** Opening Supplied data block **

//! Delivery selections and executed-step records.

use std::collections::BTreeMap;
use std::fmt;
use transducer_types::{Bag, Database, DatabaseSchema, NodeId, Tuple};

/// Which pending copies to deliver to a node: message relation to a counted
/// multiset of facts.
///
/// Relations left out of a delivery are delivered empty. The transducer sees
/// each relation as a set, so the counts only matter for buffer bookkeeping.
#[derive(Debug, Clone, Default, PartialEq, Eq)]
pub struct Delivery {
    relations: BTreeMap<String, Bag<Tuple>>,
}

impl Delivery {
    /// An empty selection.
    pub fn new() -> Self {
        Self::default()
    }

    /// The no-op selection: run the node's logic without delivering anything.
    pub fn none() -> Self {
        Self::default()
    }

    /// Deliver one copy of each given tuple (repeated tuples deliver more copies).
    pub fn with<I>(mut self, relation: impl Into<String>, tuples: I) -> Self
    where
        I: IntoIterator<Item = Tuple>,
    {
        let bag = self.relations.entry(relation.into()).or_default();
        for tuple in tuples {
            bag.insert(tuple);
        }
        self
    }

    /// Deliver `copies` copies of `tuple`.
    pub fn with_copies(mut self, relation: impl Into<String>, tuple: Tuple, copies: usize) -> Self {
        self.relations
            .entry(relation.into())
            .or_default()
            .insert_many(tuple, copies);
        self
    }

    /// Set the whole selection for one relation.
    pub fn insert(&mut self, relation: impl Into<String>, bag: Bag<Tuple>) {
        self.relations.insert(relation.into(), bag);
    }

    /// Selected copies for `relation`, if the relation was named.
    pub fn relation(&self, relation: &str) -> Option<&Bag<Tuple>> {
        self.relations.get(relation)
    }

    /// Iterate over `(relation, selected copies)`.
    pub fn iter(&self) -> impl Iterator<Item = (&str, &Bag<Tuple>)> {
        self.relations.iter().map(|(r, b)| (r.as_str(), b))
    }

    /// Total number of copies selected.
    pub fn fact_count(&self) -> usize {
        self.relations.values().map(Bag::len).sum()
    }

    /// Whether nothing is selected.
    pub fn is_empty(&self) -> bool {
        self.fact_count() == 0
    }

    /// The facts the transducer sees: every relation of `schema`, as sets.
    ///
    /// Relations not in `schema` are kept so that the transducer's own
    /// schema check reports them.
    pub fn to_database(&self, schema: &DatabaseSchema) -> Database {
        let mut db = Database::empty(schema);
        for (relation, bag) in &self.relations {
            db.insert(relation.clone(), bag.to_set());
        }
        db
    }
}

impl fmt::Display for Delivery {
    fn fmt(&self, f: &mut fmt::Formatter<'_>) -> fmt::Result {
        write!(f, "{{")?;
        for (i, (relation, bag)) in self.relations.iter().enumerate() {
            if i > 0 {
                write!(f, ", ")?;
            }
            write!(f, "'{}': {}", relation, bag)?;
        }
        write!(f, "}}")
    }
}

/// A step that was executed: which node ran and what it was delivered.
#[derive(Debug, Clone, PartialEq, Eq)]
pub struct StepRecord {
    /// The node that stepped.
    pub node: NodeId,
    /// The copies consumed from its buffer.
    pub delivery: Delivery,
}

impl fmt::Display for StepRecord {
    fn fmt(&self, f: &mut fmt::Formatter<'_>) -> fmt::Result {
        write!(f, "step({}, {})", self.node, self.delivery)
    }
}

** Closing Supplied data block **

• **Activity**:
Could you reproduce, exactly as written, the lines running from the one with "pub fn to_database(&self, schema: &DatabaseSchema)" to the end of the entries above?

• **Exercise result**:
    pub fn to_database(&self, schema: &DatabaseSchema) -> Database {
        let mut db = Database::empty(schema);
        for (relation, bag) in &self.relations {
            db.insert(relation.clone(), bag.to_set());
        }
        db
    }
}

impl fmt::Display for Delivery {
    fn fmt(&self, f: &mut fmt::Formatter<'_>) -> fmt::Result {
        write!(f, "{{")?;
        for (i, (relation, bag)) in self.relations.iter().enumerate() {
            if i > 0 {
                write!(f, ", ")?;
            }
            write!(f, "'{}': {}", relation, bag)?;
        }
        write!(f, "}}")
    }
}

/// A step that was executed: which node ran and what it was delivered.
#[derive(Debug, Clone, PartialEq, Eq)]
pub struct StepRecord {
    /// The node that stepped.
    pub node: NodeId,
    /// The copies consumed from its buffer.
    pub delivery: Delivery,
}

impl fmt::Display for StepRecord {
    fn fmt(&self, f: &mut fmt::Formatter<'_>) -> fmt::Result {
        write!(f, "step({}, {})", self.node, self.delivery)
    }
}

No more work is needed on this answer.